**WHAT YOU SHOULD DO**
Each line of the records that holds "static" should be shown in full.

**PROVIDED RECORDS**
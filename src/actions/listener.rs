//! # Completion contract of asynchronous execution.
//!
//! [`Listener`] is what a caller hands to
//! [`ActionExt::async_execute`](crate::ActionExt::async_execute); it receives exactly one
//! [`Outcome`]. Any `FnOnce(Outcome) + Send` closure is a listener.
//!
//! [`Completion`] is what an action implementation receives in
//! [`Action::execute_callback`](crate::Action::execute_callback). It is a single-owner
//! handle: finishing it consumes it, so an implementation cannot report twice.
//!
//! ## Rules
//! - A completion created by `async_execute` must be finished on a thread other than the
//!   one that called `async_execute`; otherwise `finish` returns
//!   [`UsageError::SameThreadCallback`] and the listener is never called.
//! - Finishing closes the action's execution: monitors are notified, the listener runs,
//!   then the done signal is set.
//! - Dropping an unfinished completion is a bug in the action; it is logged and the
//!   execution is closed as failed with [`UsageError::CompletionDropped`].
//! - If `execute_callback` returns an error or panics, the execution is closed with
//!   that error (a panic becomes [`Panicked`]) and the listener is not called.

use std::fmt;
use std::panic::{self, AssertUnwindSafe};
use std::sync::Arc;
use std::thread::{self, ThreadId};

use parking_lot::Mutex;

use crate::error::{ActionError, Panicked, UsageError};

use super::action::{ActionExt, ActionRef};

/// Three-way result of one execution.
#[derive(Debug, Clone)]
pub enum Outcome {
    /// The action completed its work.
    Succeeded,
    /// The action stopped because its tree was aborted.
    Aborted,
    /// The action failed; carries the original error.
    Failed(ActionError),
}

impl Outcome {
    /// Classifies an execution result.
    pub fn from_result(result: Result<(), ActionError>) -> Self {
        match result {
            Ok(()) => Outcome::Succeeded,
            Err(ActionError::Aborted) => Outcome::Aborted,
            Err(err) => Outcome::Failed(err),
        }
    }

    /// Converts back into the `Result` a blocking caller would see.
    pub fn into_result(self) -> Result<(), ActionError> {
        match self {
            Outcome::Succeeded => Ok(()),
            Outcome::Aborted => Err(ActionError::Aborted),
            Outcome::Failed(err) => Err(err),
        }
    }

    /// Returns the error this outcome carries (`Aborted` for aborts).
    pub fn error(&self) -> Option<ActionError> {
        match self {
            Outcome::Succeeded => None,
            Outcome::Aborted => Some(ActionError::Aborted),
            Outcome::Failed(err) => Some(err.clone()),
        }
    }

    /// True for [`Outcome::Succeeded`].
    pub fn is_succeeded(&self) -> bool {
        matches!(self, Outcome::Succeeded)
    }

    /// Returns a short stable label for logs.
    pub fn as_label(&self) -> &'static str {
        match self {
            Outcome::Succeeded => "succeeded",
            Outcome::Aborted => "aborted",
            Outcome::Failed(_) => "failed",
        }
    }
}

/// Receives the outcome of an asynchronous execution.
pub trait Listener: Send + 'static {
    /// Called exactly once, on a thread other than the caller's.
    fn on_finished(self: Box<Self>, outcome: Outcome);
}

impl<F> Listener for F
where
    F: FnOnce(Outcome) + Send + 'static,
{
    fn on_finished(self: Box<Self>, outcome: Outcome) {
        (*self)(outcome)
    }
}

/// Calls a listener, containing any panic it raises.
pub(crate) fn notify(listener: Box<dyn Listener>, outcome: Outcome) {
    if let Err(payload) = panic::catch_unwind(AssertUnwindSafe(|| listener.on_finished(outcome))) {
        let panicked = Panicked::from_payload(payload.as_ref());
        tracing::error!(error = %panicked, "listener panicked");
    }
}

enum Target {
    /// Closes an execution started by `async_execute`.
    Tracked(Arc<Pending>),
    /// Plain callback, used by the blocking bridge.
    Direct(Box<dyn Listener>),
}

/// Execution state shared by a tracked completion and the launch that created it.
struct Pending {
    action: ActionRef,
    state: Mutex<PendingState>,
}

struct PendingState {
    /// Taken by whoever closes the execution.
    listener: Option<Box<dyn Listener>>,
    /// True until `execute_callback` has returned.
    launching: bool,
    /// The completion was dropped unfinished while launching.
    abandoned: bool,
}

impl Pending {
    /// Closes the execution with `result`, calling the listener.
    fn close(
        &self,
        listener: Box<dyn Listener>,
        result: &Result<(), ActionError>,
    ) -> Result<(), UsageError> {
        self.action.core().finish(&*self.action, result, Some(listener))
    }

    /// Handles a completion dropped without being finished.
    fn abandon(&self) {
        let listener = {
            let mut state = self.state.lock();
            if state.listener.is_none() {
                return;
            }
            if state.launching {
                state.abandoned = true;
                return;
            }
            state.listener.take()
        };

        if let Some(listener) = listener {
            tracing::error!(
                action = %self.action.description(),
                "completion dropped without being finished"
            );
            report(self.close(listener, &Err(UsageError::CompletionDropped.into())));
        }
    }
}

/// Launcher's side of a tracked completion; settles the execution once
/// `execute_callback` has returned.
pub(crate) struct Launch {
    pending: Arc<Pending>,
}

impl Launch {
    /// Closes the execution if the launch failed or abandoned its completion.
    ///
    /// A failed launch closes without calling the listener and returns the error.
    pub(crate) fn settle(self, launched: Result<(), ActionError>) -> Result<(), ActionError> {
        let listener = {
            let mut state = self.pending.state.lock();
            state.launching = false;
            if launched.is_err() || state.abandoned {
                state.listener.take()
            } else {
                None
            }
        };

        match launched {
            Ok(()) => {
                if let Some(listener) = listener {
                    tracing::error!(
                        action = %self.pending.action.description(),
                        "completion dropped without being finished"
                    );
                    report(self.pending.close(listener, &Err(UsageError::CompletionDropped.into())));
                }
                Ok(())
            }
            Err(err) => {
                if listener.is_some() {
                    let action = &self.pending.action;
                    action.core().finish(&**action, &Err(err.clone()), None)?;
                } else {
                    tracing::warn!(error = %err, "launch failed after its completion was finished");
                }
                Err(err)
            }
        }
    }
}

/// Single-use handle an asynchronous action finishes when its work is over.
///
/// Dropping a tracked completion without finishing it closes the execution as
/// failed with [`UsageError::CompletionDropped`], so the action never stays busy.
pub struct Completion {
    target: Option<Target>,
    origin: ThreadId,
}

impl Completion {
    pub(crate) fn tracked(action: ActionRef, listener: Box<dyn Listener>) -> (Self, Launch) {
        let pending = Arc::new(Pending {
            action,
            state: Mutex::new(PendingState {
                listener: Some(listener),
                launching: true,
                abandoned: false,
            }),
        });
        let completion = Self {
            target: Some(Target::Tracked(Arc::clone(&pending))),
            origin: thread::current().id(),
        };
        (completion, Launch { pending })
    }

    pub(crate) fn direct(listener: Box<dyn Listener>) -> Self {
        Self {
            target: Some(Target::Direct(listener)),
            origin: thread::current().id(),
        }
    }

    /// True when called from the thread that started the execution.
    pub fn is_origin_thread(&self) -> bool {
        thread::current().id() == self.origin
    }

    /// Reports the result of the execution.
    ///
    /// On the origin thread this returns [`UsageError::SameThreadCallback`] and
    /// leaves the execution open; the dropped handle then closes it as failed.
    pub fn finish(mut self, result: Result<(), ActionError>) -> Result<(), UsageError> {
        match self.target.take() {
            None => Ok(()),
            Some(Target::Tracked(pending)) => {
                if self.is_origin_thread() {
                    let err = UsageError::SameThreadCallback {
                        action: pending.action.description(),
                    };
                    self.target = Some(Target::Tracked(pending));
                    return Err(err);
                }
                let listener = pending.state.lock().listener.take();
                match listener {
                    Some(listener) => pending.close(listener, &result),
                    None => Ok(()),
                }
            }
            Some(Target::Direct(listener)) => {
                notify(listener, Outcome::from_result(result));
                Ok(())
            }
        }
    }

    /// Reports success.
    pub fn succeed(self) -> Result<(), UsageError> {
        self.finish(Ok(()))
    }

    /// Reports that the action was aborted.
    pub fn abort(self) -> Result<(), UsageError> {
        self.finish(Err(ActionError::Aborted))
    }

    /// Reports a failure.
    pub fn fail(self, error: ActionError) -> Result<(), UsageError> {
        self.finish(Err(error))
    }

    /// Finishes from a fresh thread when called on the origin thread.
    ///
    /// Composites use this when their result becomes known while still inside
    /// `execute_callback` (empty child list, every child failing to launch).
    pub(crate) fn deliver(self, result: Result<(), ActionError>) {
        if !self.is_origin_thread() {
            report(self.finish(result));
            return;
        }

        let spawned = thread::Builder::new()
            .name("actionvisor-completion".to_string())
            .spawn(move || report(self.finish(result)));
        if let Err(err) = spawned {
            tracing::error!(error = %err, "failed to spawn completion thread");
        }
    }

    /// Drops the completion without reporting.
    ///
    /// Used when `execute_callback` returns an error, which closes the execution instead.
    pub(crate) fn disarm(mut self) {
        self.target = None;
    }
}

fn report(result: Result<(), UsageError>) {
    if let Err(err) = result {
        tracing::error!(error = %err, label = err.as_label(), "completion rejected");
    }
}

impl Drop for Completion {
    fn drop(&mut self) {
        match self.target.take() {
            Some(Target::Tracked(pending)) => pending.abandon(),
            Some(Target::Direct(listener)) => {
                tracing::error!("completion dropped without being finished");
                notify(listener, Outcome::Failed(UsageError::CompletionDropped.into()));
            }
            None => {}
        }
    }
}

impl fmt::Debug for Completion {
    fn fmt(&self, f: &mut fmt::Formatter<'_>) -> fmt::Result {
        let kind = match &self.target {
            None => "finished",
            Some(Target::Tracked(_)) => "tracked",
            Some(Target::Direct(_)) => "direct",
        };
        f.debug_struct("Completion")
            .field("target", &kind)
            .field("origin", &self.origin)
            .finish()
    }
}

**RESPONSE FOR THIS EXERCISE**
    pub fn as_label(&self) -> &'static str {
pub trait Listener: Send + 'static {
    F: FnOnce(Outcome) + Send + 'static,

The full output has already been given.